(Stored items)
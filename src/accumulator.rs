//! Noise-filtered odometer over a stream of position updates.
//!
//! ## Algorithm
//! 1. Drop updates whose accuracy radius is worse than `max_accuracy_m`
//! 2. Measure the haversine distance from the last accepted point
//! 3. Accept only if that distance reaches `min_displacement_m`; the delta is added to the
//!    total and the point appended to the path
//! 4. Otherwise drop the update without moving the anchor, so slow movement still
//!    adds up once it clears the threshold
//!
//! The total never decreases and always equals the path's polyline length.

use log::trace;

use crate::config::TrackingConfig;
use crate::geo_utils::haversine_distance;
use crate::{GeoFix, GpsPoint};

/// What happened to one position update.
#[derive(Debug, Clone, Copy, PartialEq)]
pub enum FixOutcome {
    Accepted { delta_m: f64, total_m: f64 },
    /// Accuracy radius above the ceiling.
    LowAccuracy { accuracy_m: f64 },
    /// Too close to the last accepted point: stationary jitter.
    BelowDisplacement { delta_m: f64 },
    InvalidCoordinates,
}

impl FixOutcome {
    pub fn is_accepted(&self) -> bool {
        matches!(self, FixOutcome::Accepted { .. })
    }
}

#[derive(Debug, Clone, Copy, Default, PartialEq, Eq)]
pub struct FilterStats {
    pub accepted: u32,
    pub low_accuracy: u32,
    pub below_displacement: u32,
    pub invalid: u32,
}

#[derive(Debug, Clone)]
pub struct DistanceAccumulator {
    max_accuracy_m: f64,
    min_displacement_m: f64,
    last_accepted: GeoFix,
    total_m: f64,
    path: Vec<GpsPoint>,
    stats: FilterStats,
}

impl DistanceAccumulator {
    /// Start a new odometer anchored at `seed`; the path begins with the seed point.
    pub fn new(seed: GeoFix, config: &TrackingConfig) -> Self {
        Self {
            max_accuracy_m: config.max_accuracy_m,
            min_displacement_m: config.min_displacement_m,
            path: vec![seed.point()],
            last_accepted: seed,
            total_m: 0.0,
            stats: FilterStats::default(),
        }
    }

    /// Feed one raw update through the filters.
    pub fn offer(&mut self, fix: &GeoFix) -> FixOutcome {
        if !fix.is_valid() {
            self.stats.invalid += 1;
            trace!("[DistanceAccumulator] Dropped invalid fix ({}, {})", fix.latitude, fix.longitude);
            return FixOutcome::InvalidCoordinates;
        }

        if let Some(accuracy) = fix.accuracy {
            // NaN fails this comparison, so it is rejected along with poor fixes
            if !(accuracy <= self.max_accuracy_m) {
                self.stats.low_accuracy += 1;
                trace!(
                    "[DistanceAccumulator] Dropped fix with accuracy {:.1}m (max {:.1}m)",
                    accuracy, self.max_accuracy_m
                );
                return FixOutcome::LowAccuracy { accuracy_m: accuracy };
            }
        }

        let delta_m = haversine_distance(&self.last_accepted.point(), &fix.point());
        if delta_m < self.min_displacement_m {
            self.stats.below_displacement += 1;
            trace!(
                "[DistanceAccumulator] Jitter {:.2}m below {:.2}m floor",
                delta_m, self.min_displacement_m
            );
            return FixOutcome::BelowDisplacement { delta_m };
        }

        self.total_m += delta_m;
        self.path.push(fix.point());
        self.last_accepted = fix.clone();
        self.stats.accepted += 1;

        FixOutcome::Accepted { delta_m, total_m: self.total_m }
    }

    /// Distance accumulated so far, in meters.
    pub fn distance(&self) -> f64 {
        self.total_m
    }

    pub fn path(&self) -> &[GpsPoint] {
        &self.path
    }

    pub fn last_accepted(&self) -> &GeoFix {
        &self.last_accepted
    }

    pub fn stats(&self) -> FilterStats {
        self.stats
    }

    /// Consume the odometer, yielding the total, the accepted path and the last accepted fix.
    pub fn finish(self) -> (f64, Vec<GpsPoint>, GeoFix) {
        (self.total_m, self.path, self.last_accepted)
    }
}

* Task brief: Looking at the entries above, can you reproduce exactly the lines from the one that holds "pub fn path(&self)" through the one that holds "last accepted fix.", and only those?

* Response for this exercise:
    pub fn path(&self) -> &[GpsPoint] {
        &self.path
    }

    pub fn last_accepted(&self) -> &GeoFix {
        &self.last_accepted
    }

    pub fn stats(&self) -> FilterStats {
        self.stats
    }

    /// Consume the odometer, yielding the total, the accepted path and the last accepted fix.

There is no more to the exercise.